Lead Engineer - Site Reliability Job Abu Dhabi area,UAE/Dubai,IT/Tech

Lead Engineer - Site Reliability

Join Inception to apply for the Lead Engineer - Site Reliability role.

Overview

We are looking for a hands‑on Lead Site Reliability Engineer to own the reliability, observability, and automation of our Azure and hybrid (Azure Stack / on‑prem) platforms. You will lead SRE practices for our AI, data, and application services, drive a cloud‑agnostic Dev Sec Ops toolchain, and partner with engineering, data, and security teams to ensure our platforms are secure, scalable, and cost‑efficient.

This role is ideal for a senior engineer with 10+ years of experience who can combine deep technical expertise with strong leadership and coaching skills.
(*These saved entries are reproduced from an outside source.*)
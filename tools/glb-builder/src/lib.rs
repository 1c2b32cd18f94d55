//! GLB document construction for procedural flower assets
//!
//! Builder APIs over `gltf-json`:
//! - [`BufferBuilder`] packs vertex streams, indices and image blobs into one
//!   4-byte aligned binary chunk, creating views and accessors as it goes
//! - [`MeshBuilder`] bundles the attribute streams of one primitive
//! - [`GltfBuilder`] collects nodes, meshes, materials, images, textures,
//!   samplers and scenes into a `json::Root`
//! - [`assemble_glb`] writes the header, JSON chunk and BIN chunk
//!
//! Materials, samplers and extension blocks are written in their glTF JSON
//! form and converted with [`from_json_value`]; free-form metadata goes
//! through [`extras_from_json`].
//!
//! # Example
//!
//! ```no_run
//! use glb_builder::*;
//!
//! let mut buffer = BufferBuilder::new();
//! let petal = MeshBuilder::new()
//!     .positions(&[[0.0, 0.0, 0.0], [0.1, 0.0, 0.0], [0.0, 0.0, 0.1]])
//!     .uvs(&[[0.5, 0.5], [1.0, 0.5], [0.5, 1.0]])
//!     .indices(&[0, 1, 2])
//!     .material(0)
//!     .build(&mut buffer);
//! let png: Vec<u8> = std::fs::read("petal.png").unwrap();
//! let image_view = buffer.pack_bytes(&png);
//!
//! let material: json::Material = from_json_value(serde_json::json!({
//!     "pbrMetallicRoughness": { "baseColorTexture": { "index": 0 } },
//!     "alphaMode": "MASK",
//! }))
//! .unwrap();
//!
//! let root = GltfBuilder::new()
//!     .buffer_byte_length(buffer.data().len() as u64)
//!     .add_mesh_from_accessors("Petal", &petal)
//!     .add_material(material)
//!     .add_image_view("Petal", "image/png", image_view)
//!     .add_texture("Petal", 0, None)
//!     .build(buffer.views(), buffer.accessors(), "glb-builder");
//! let glb_bytes = assemble_glb(&root, buffer.data()).unwrap();
//! ```

pub mod buffer;
pub mod document;
pub mod mesh;
pub mod utils;

pub use buffer::{AccessorIndex, BufferBuilder};
pub use document::GltfBuilder;
pub use mesh::{MeshAccessors, MeshBuilder};
pub use utils::{align_buffer, assemble_glb, compute_bounds, extras_from_json, from_json_value};

pub use gltf_json as json;
//! Normal map synthesis from painted petal layers
//!
//! Heights are not stored anywhere: each opaque pixel gets a height built
//! from random bumps scattered around it, and four such heights (one per
//! axis neighbour) drive a central-difference gradient. The result is a
//! tangent-space normal map (B channel = up) with fine, organic grain.

use super::Canvas;
use glam::Vec3;
use rand::Rng;

/// Parameters for the random bump field behind a petal normal map
#[derive(Debug, Clone, PartialEq)]
pub struct NoiseOptions {
    /// Random bumps sampled per height evaluation
    pub num_points: u32,
    /// Lowest bump intensity (negative bumps dent the surface)
    pub noise_min: i32,
    /// Highest bump intensity
    pub noise_max: i32,
    /// Apply exponential falloff with distance
    pub soft_noise: bool,
    /// Sampling radius in pixels
    pub spread: u32,
    /// Falloff rate used when `soft_noise` is set
    pub softness_factor: f32,
    /// Horizontal stretch of the distance metric
    pub direction_bias_x: f32,
    /// Vertical stretch of the distance metric
    pub direction_bias_y: f32,
    /// Global bump multiplier
    pub scale_strength: f32,
    /// Extra offset per sample, truncated to whole pixels
    pub jitter: f32,
    /// Exponent applied to bump magnitude
    pub noise_power: f32,
    /// Height of an opaque pixel before bumps are added
    pub base_height: f32,
}

impl Default for NoiseOptions {
    fn default() -> Self {
        Self {
            num_points: 32,
            noise_min: -14,
            noise_max: 64,
            soft_noise: true,
            spread: 6,
            softness_factor: 1.1,
            direction_bias_x: 0.2,
            direction_bias_y: 0.5,
            scale_strength: 0.5,
            jitter: 0.4,
            noise_power: 0.8,
            base_height: 0.6,
        }
    }
}

impl NoiseOptions {
    /// Settings used for petal layers of a 3D flower
    pub fn petal() -> Self {
        Self {
            base_height: 0.8,
            ..Self::default()
        }
    }
}

fn sample_height<R: Rng + ?Sized>(
    source: &Canvas,
    sx: i32,
    sy: i32,
    options: &NoiseOptions,
    rng: &mut R,
) -> f32 {
    if !source.is_solid(sx, sy) {
        return 0.0;
    }

    let width = source.width as i32;
    let height = source.height as i32;
    let spread = options.spread as i32;
    let jitter = options.jitter.abs();
    let (noise_lo, noise_hi) = (
        options.noise_min.min(options.noise_max),
        options.noise_min.max(options.noise_max),
    );
    let mut value = options.base_height;

    for _ in 0..options.num_points {
        let jitter_x = rng.random_range(-jitter..=jitter) as i32;
        let jitter_y = rng.random_range(-jitter..=jitter) as i32;
        let cx = sx + rng.random_range(-spread..=spread) + jitter_x;
        let cy = sy + rng.random_range(-spread..=spread) + jitter_y;

        if cx <= 0 || cx >= width - 1 || cy <= 0 || cy >= height - 1 {
            continue;
        }
        if !source.is_solid(cx, cy) {
            continue;
        }

        let dx = (sx - cx) as f32 * (1.0 + options.direction_bias_x);
        let dy = (sy - cy) as f32 * (1.0 + options.direction_bias_y);
        let dist = (dx * dx + dy * dy).sqrt();
        if dist > options.spread as f32 {
            continue;
        }

        let raw = rng.random_range(noise_lo..=noise_hi) as f32 / 255.0;
        let shaped = raw.abs().powf(options.noise_power).copysign(raw);
        let falloff = if options.soft_noise {
            (-dist * options.softness_factor).exp()
        } else {
            1.0
        };
        value += shaped * falloff * options.scale_strength;
    }

    value
}

/// Generate a tangent-space normal map for the opaque region of `source`
///
/// Border pixels and pixels that are not fully opaque stay transparent.
/// Output depends on `rng`; a seeded generator gives reproducible maps.
pub fn normal_from_petal<R: Rng + ?Sized>(
    source: &Canvas,
    options: &NoiseOptions,
    rng: &mut R,
) -> Canvas {
    let mut normal = Canvas::new(source.width, source.height);
    let width = source.width as i32;
    let height = source.height as i32;

    for y in 1..height - 1 {
        for x in 1..width - 1 {
            if !source.is_solid(x, y) {
                continue;
            }

            let h_l = sample_height(source, x - 1, y, options, rng);
            let h_r = sample_height(source, x + 1, y, options, rng);
            let h_u = sample_height(source, x, y - 1, options, rng);
            let h_d = sample_height(source, x, y + 1, options, rng);

            let n = Vec3::new(-(h_r - h_l), -(h_d - h_u), 1.0).normalize();

            // Convert from [-1, 1] to [0, 255]
            let r = ((n.x * 0.5 + 0.5) * 255.0) as u8;
            let g = ((n.y * 0.5 + 0.5) * 255.0) as u8;
            let b = ((n.z * 0.5 + 0.5) * 255.0) as u8;

            normal.set_pixel(x, y, [r, g, b, 255]);
        }
    }

    normal
}

#[cfg(test)]
mod tests {
    use super::*;
    use rand::SeedableRng;
    use rand_pcg::Pcg32;

    #[test]
    fn test_flat_region_points_up() {
        // Without bumps every height equals base_height, so the gradient is zero
        let source = Canvas::filled(8, 8, [200, 50, 50, 255]);
        let options = NoiseOptions {
            num_points: 0,
            ..NoiseOptions::default()
        };
        let mut rng = Pcg32::seed_from_u64(1);
        let map = normal_from_petal(&source, &options, &mut rng);

        assert_eq!(map.get_pixel(4, 4), [127, 127, 255, 255]);
        // Border stays transparent
        assert_eq!(map.get_pixel(0, 4), [0, 0, 0, 0]);
        assert_eq!(map.get_pixel(7, 7), [0, 0, 0, 0]);
    }

    #[test]
    fn test_transparent_pixels_skipped() {
        let mut source = Canvas::new(10, 10);
        for y in 2..8 {
            for x in 2..8 {
                source.set_pixel(x, y, [255, 255, 255, 255]);
            }
        }
        source.set_pixel(5, 5, [255, 255, 255, 128]);

        let mut rng = Pcg32::seed_from_u64(3);
        let map = normal_from_petal(&source, &NoiseOptions::petal(), &mut rng);

        assert_eq!(map.alpha(5, 5), 0);
        assert_eq!(map.alpha(1, 1), 0);
        assert_eq!(map.alpha(3, 3), 255);
        // Tangent-space normals always face outward
        assert!(map.get_pixel(3, 3)[2] >= 127);
    }

    #[test]
    fn test_seeded_maps_are_reproducible() {
        let source = Canvas::filled(16, 16, [255, 255, 255, 255]);
        let options = NoiseOptions::petal();

        let a = normal_from_petal(&source, &options, &mut Pcg32::seed_from_u64(42));
        let b = normal_from_petal(&source, &options, &mut Pcg32::seed_from_u64(42));
        assert_eq!(a, b);
    }
}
Inception, a G42 company, is the region’s leading innovator of AI‑powered domain‑specific as well as industry‑agnostic products, built on a rich heritage of research and development. Within the G42 ecosystem, Inception functions as the core intelligence layer – transforming data and compute infrastructure into real‑world, applied AI solutions. Beyond its commercial endeavors, Inception is committed to creating positive societal impact.

Responsibilities

Own SLOs/SLIs and overall reliability for key Azure and on‑prem platforms (data, AI/ML, and business‑critical applications).
Plan and optimise capacity, performance, and cost for compute, storage, networking, and GPU/accelerator workloads.
Build and maintain observability (metrics, logs, traces, dashboards, alerts) using Azure Monitor, Log Analytics, Application Insights, Prometheus, Grafana, and central log platforms.
Lead automation of infrastructure and operations using Terraform, Bicep, Ansible, and scripting (Python, Power Shell, Bash/Go); drive self‑healing and runbook‑driven operations.
Operate Azure, Azure Stack, and on‑prem Kubernetes/AKS clusters; ensure secure, resilient hybrid connectivity, identity, and access across environments.
Lead P0/P1 incident response, on‑call rotations, communication, and blameless post‑mortems; drive long‑term fixes and reliability improvements.
Use ITSM and Dev Sec Ops tools (e.g., cloud‑agnostic CI/CD, Service Now, Jira, Manage Engine, security scanning and policy‑as‑code) to manage change, incidents, and compliance.
Provide technical leadership and mentoring to SREs and platform engineers; collaborate with data, AI/ML, application, and security teams to design for reliability and security from day one.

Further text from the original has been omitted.